Il restait toujours donc à savoir si nous la rêvons, cette vie. La concevoir comme « un songe », ou « transfigurer » son passé, est bien sûr très rafraîchissant (une sorte de jour de congé pour la pensée), mais cela nous priverait de la réflexion, une NECESSITE, qui est d’ailleurs le but de notre déplacement, chaque dimanche à cette heure-là.
C’est ainsi que beaucoup d’idées choses ont été exprimées et, dès le départ, « la gêne causée par le terme ‘accomplissement’ », puis, par association d’idées, on a « rappelé Mme.
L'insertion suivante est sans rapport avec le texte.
impl RemoteRepository for MemoryRepository {
    async fn list_change_sets(
        &self,
        repository: RepositoryId,
        query: &ChangeSetQuery,
    ) -> RemoteResult<Vec<ChangeSet>> {
        let mut inner = self.inner.lock();
        inner.calls.list += 1;
        let repo = inner.repo(repository)?;
        let all = repo.history.iter().map(|(cs, _)| cs);
        let found = match query {
            ChangeSetQuery::All => all.cloned().collect(),
            ChangeSetQuery::Latest => all.last().cloned().into_iter().collect(),
            ChangeSetQuery::ById(id) => all.filter(|cs| &cs.id == id).cloned().collect(),
            ChangeSetQuery::Between { after, up_to } => {
                let missing = |id: &str| {
                    RemoteError::new(RemoteStatus::ChangeSetDoesNotExist, format!("change-set {id}"))
                };
                let low = repo.index_of(after).ok_or_else(|| missing(after))?;
                let high = repo.index_of(up_to).ok_or_else(|| missing(up_to))?;
                repo.history
                    .iter()
                    .map(|(cs, _)| cs)
                    .filter(|cs| cs.index > low && cs.index <= high)
                    .cloned()
                    .collect()
            }
        };
        Ok(found)
    }

    async fn download_change_sets(
        &self,
        repository: RepositoryId,
        change_sets: &[ChangeSet],
        dir: &Path,
        cancel: &CancellationHandle,
    ) -> RemoteResult<()> {
        let mut inner = self.inner.lock();
        inner.calls.download += 1;
        if cancel.is_cancelled() {
            return Err(RemoteError::new(RemoteStatus::DownloadCancelled, "download cancelled"));
        }
        let mut written = 0;
        {
            let repo = inner.repo(repository)?;
            fs::create_dir_all(dir)
                .map_err(|e| RemoteError::new(RemoteStatus::Network, e.to_string()))?;
            for wanted in change_sets {
                let (cs, bytes) = repo
                    .history
                    .iter()
                    .find(|(cs, _)| cs.id == wanted.id)
                    .ok_or_else(|| {
                        RemoteError::new(
                            RemoteStatus::ChangeSetDoesNotExist,
                            format!("change-set {}", wanted.id),
                        )
                    })?;
                fs::write(dir.join(cs.file_name()), bytes)
                    .map_err(|e| RemoteError::new(RemoteStatus::Network, e.to_string()))?;
                written += 1;
            }
        }
        inner.calls.files_downloaded += written;
        Ok(())
    }

    async fn create_change_set(
        &self,
        repository: RepositoryId,
        change_set: &ChangeSet,
        file: &Path,
    ) -> RemoteResult<ChangeSet> {
        let bytes = fs::read(file)
            .map_err(|e| RemoteError::new(RemoteStatus::OperationFailed, e.to_string()))?;
        let mut inner = self.inner.lock();
        inner.calls.create += 1;
        let failure = inner.upload_failures.pop_front();
        let repo = inner.repo(repository)?;

        if let Some(failure) = failure {
            if failure.commit {
                repo.append(change_set.clone(), bytes);
            }
            return Err(RemoteError::new(failure.status, "injected upload failure"));
        }
        if repo.index_of(&change_set.id).is_some() {
            return Err(RemoteError::new(
                RemoteStatus::ChangeSetAlreadyExists,
                format!("change-set {}", change_set.id),
            ));
        }
        if change_set.parent_id != repo.tip().id {
            return Err(RemoteError::new(
                RemoteStatus::PullIsRequired,
                format!("parent {} is not the tip", change_set.parent_id),
            ));
        }
        if let Some(replica) = change_set.replica_id {
            repo.locks.insert(replica);
        }
        Ok(repo.append(change_set.clone(), bytes))
    }

    async fn download_snapshot(
        &self,
        repository: RepositoryId,
        target: &ChangeSetPosition,
        dest: &Path,
        cancel: &CancellationHandle,
    ) -> RemoteResult<ChangeSetPosition> {
        let mut inner = self.inner.lock();
        inner.calls.snapshot += 1;
        if cancel.is_cancelled() {
            return Err(RemoteError::new(RemoteStatus::DownloadCancelled, "download cancelled"));
        }
        let repo = inner.repo(repository)?;
        let (position, bytes) = repo
            .snapshots
            .iter()
            .filter(|(pos, _)| pos.index <= target.index)
            .max_by_key(|(pos, _)| pos.index)
            .cloned()
            .unwrap_or_else(|| {
                (
                    ChangeSetPosition::initial(),
                    ReplicaState::new(repository, ReplicaId::STANDALONE).to_bytes(),
                )
            });
        fs::write(dest, bytes).map_err(|e| RemoteError::new(RemoteStatus::Network, e.to_string()))?;
        Ok(position)
    }

    async fn named_version(&self, repository: RepositoryId, name: &str) -> RemoteResult<String> {
        let mut inner = self.inner.lock();
        inner.calls.list += 1;
        inner.repo(repository)?.named.get(name).cloned().ok_or_else(|| {
            RemoteError::new(RemoteStatus::NamedVersionDoesNotExist, format!("version {name}"))
        })
    }

    async fn acquire_replica_id(&self, repository: RepositoryId) -> RemoteResult<ReplicaId> {
        let mut inner = self.inner.lock();
        inner.calls.acquire += 1;
        if let Some(status) = inner.deny_acquire {
            return Err(RemoteError::new(status, "replica id denied"));
        }
        inner.repo(repository)?;
        let raw = inner.next_replica.max(ReplicaId::FIRST_VALID.value());
        inner.next_replica = raw + 1;
        let replica = ReplicaId::new(raw);
        inner.replicas.insert((repository, replica));
        Ok(replica)
    }

    async fn release_replica_id(&self, repository: RepositoryId, replica: ReplicaId) -> RemoteResult<()> {
        let mut inner = self.inner.lock();
        inner.calls.release += 1;
        if inner.replicas.remove(&(repository, replica)) {
            Ok(())
        } else {
            Err(RemoteError::new(
                RemoteStatus::BriefcaseDoesNotExist,
                format!("replica {replica}"),
            ))
        }
    }

    async fn replica_exists(&self, repository: RepositoryId, replica: ReplicaId) -> RemoteResult<bool> {
        let mut inner = self.inner.lock();
        inner.calls.exists += 1;
        if let Some(status) = inner.exists_failure {
            return Err(RemoteError::new(status, "existence query failed"));
        }
        Ok(inner.replicas.contains(&(repository, replica)))
    }

    async fn update_codes(
        &self,
        repository: RepositoryId,
        replica: ReplicaId,
        codes: &[Code],
        options: CodeUpdateOptions,
    ) -> RemoteResult<()> {
        let mut inner = self.inner.lock();
        inner.calls.update_codes += 1;
        if let Some(status) = inner.code_failures.pop_front() {
            return Err(RemoteError::new(status, "injected code failure"));
        }
        let repo = inner.repo(repository)?;
        let mut conflicts = Vec::new();
        for code in codes {
            match repo.codes.get(code) {
                Some(owner) if *owner != replica => {
                    conflicts.push(code.value.clone());
                    if !options.continue_on_conflict {
                        break;
                    }
                }
                _ => {
                    repo.codes.insert(code.clone(), replica);
                }
            }
        }
        if conflicts.is_empty() {
            Ok(())
        } else {
            Err(RemoteError::new(
                RemoteStatus::ConflictingCodes,
                format!("codes held elsewhere: {}", conflicts.join(", ")),
            ))
        }
    }

    async fn delete_all_codes(&self, repository: RepositoryId, replica: ReplicaId) -> RemoteResult<()> {
        let mut inner = self.inner.lock();
        inner.calls.delete_codes += 1;
        inner.repo(repository)?.codes.retain(|_, owner| *owner != replica);
        Ok(())
    }

    async fn delete_all_locks(&self, repository: RepositoryId, replica: ReplicaId) -> RemoteResult<()> {
        let mut inner = self.inner.lock();
        inner.calls.delete_locks += 1;
        inner.repo(repository)?.locks.remove(&replica);
        Ok(())
    }
}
Bovary, Kierkegaard, Montherlant, et même Frédéric Dard (‘je suis de gauche, le matin, dans le métro, et de droite, le soir au café’), ainsi que « Napoléon lorsqu’il affirme ‘gagner ses batailles avec les rêves de ses soldats endormis’ », « les plus grandes choses entreprises au monde étant le résultat de rêves audacieux », « qui nécessitent une certaine ivresse », même si Sartre prétendait « qu’aucun rêve n’est pas réalisé à la lettre » L, et que « le rêve n’est pas réalisme », où l’on a rappelé « le poème de Paul Valéry sur le ‘cimetière marin de Sète’», ainsi que celui de Caldéron de la Barca, « La vida es sueño » ou le film « Un monde parfait » de Clint Eastwood. On a cité encore le film « ‘Mulholland Drive’ de David Lynch comme une oeuvre parfaitement subjective » et lancé que « le rêve a le vent en poupe », que « l’Homme est une chance », ainsi que « l’écriture est une fulgurance et une transcendance », « le rêve étant lui un état d’accueil ; qu’il faut pénétrer et agir, le café au lait ne se confondant pas avec le lait au café », puis évoqué « la poïétique dans le processus de création », « ‘Les mots et les choses’, de Michel Foucault », « le rêveur-explorateur tel Christophe Colomb », que « ‘rêve’ et ‘réalité’ participent du même radical ‘res’» [alors qu’en fait ‘rêve’ dérive de ‘desver’ (vagabonder, perdre le sens) et ‘réalité’ de ‘réalitas’ (le contraire de ‘idéal’], que « le danger ne sont pas les utopies, mais les réalisations trop parfaites », suivi de la question subsidiaire « Qu’est-ce que se mettre en rêve ? », ou encore « les rêves préfabriqués de la TV », « le poème de Louis Aragon à Elsa », « les rêves accomplis de l’artiste-peintre », « la confusion entre ‘accomplir’ et ‘réaliser’ ».
Finalement, Gilles a eu raison de tout, avec le « …sentiment de vivre, rêvant sa vie » contenu dans ses vers.
Chez le médecin :
- Docteur, mon mari se prend pour un frigidaire…
- …Et il n’est point attentionné envers vous…
- Non, c’est pas ça. Il dort la bouche ouverte !
- Et alors ? Il parle pendant son sommeil ?
- Pas du tout… Mais la petite lumière m’empêche de fermer l’oeil.